Bartolotto points out that California's total construction volume after four months was $21.5 billion, an increase of 18.8% year-to-date. Then, in May the five month year-to-date volume was $27.1 billion, a 14.3% increase. This is a 4.5% drop in the year-to-date comparisons from the same period last year.

Private nonresidential building, the steadiest sector over the past five years, shows the slow down even clearer. Seasonally adjusted the May nonresidential building total of $1.56 billion is an annual rate of $15.88 billion, down 2.5% from April and down 13.7% from May 2000. Bartolotto says the annual rates of the past three months average $16.03 billion. This is down 15.9% from the $19.07 billion average rate of the previous 12 months.

According to CIRB, the total nonresidential building adjusted for inflation is forecast to decrease by 5.3% in 2001, and to decrease by 5.8% in 2002. These declines would be the first in private nonresidential buildings since 1993.

Four major power plant projects totaling $1.325 billion have helped inflate statewide public works construction figures in the first five months to $7.49 billion. This is up $1.784 billion, or 31.2% from the same period last year.
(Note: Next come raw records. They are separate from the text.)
use std::env;

use anyhow::Context;
use axum::Router;
use tokio::net::TcpListener;

use heritage_backend::core::logging;
use heritage_backend::server;
use heritage_backend::state::AppState;

#[tokio::main]
async fn main() -> anyhow::Result<()> {
    let state = AppState::initialize().await?;
    logging::init(&state.paths);

    let indexed = state.index.count().await.unwrap_or(0);
    tracing::info!("Vector index loaded with {} passages", indexed);

    let port = env::var("PORT")
        .ok()
        .and_then(|val| val.parse::<u16>().ok())
        .unwrap_or(0);
    let bind_addr = format!("127.0.0.1:{}", port);

    let listener = TcpListener::bind(&bind_addr)
        .await
        .with_context(|| format!("Failed to bind to {}", bind_addr))?;
    let addr = listener.local_addr()?;

    println!("HERITAGE_PORT={}", addr.port());
    tracing::info!("Listening on {}", addr);

    let app: Router = server::router::router(state.clone());

    axum::serve(listener, app).await.context("Server error")?;

    Ok(())
}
CIRB analysts note that when the statistical effect of major projects is spread over the remainder of the year a more modest percentage increase is expected for all of 2001. For example, in April year-to-date public works total construction for the first four months was $6.28 billion, up 41.9% from April 2000. In comparison, five month year-to-date public works construction activity totals $7.49 billion, up 31.3% -nearly a 10 percent decline from May 2000. Another downturn indicator is when projects and contracts of less than $10 million in size are separated out, the year-to-date public works construction totals drop substantially. By limiting total public works projects to less than $10 million in size during the first five months this activity shows a decline of 1.7% compared to the 31.3% increase when all projects are counted. These projects and contracts under $10 million account for 41.6% of the public works construction total in the first five months of 2001 and 55.5% in the same period last year.

One final indicator that the gap is closing is May's total public works construction totaled $1.43 billion, down 44.2% from April and down 10.5% from May 2000.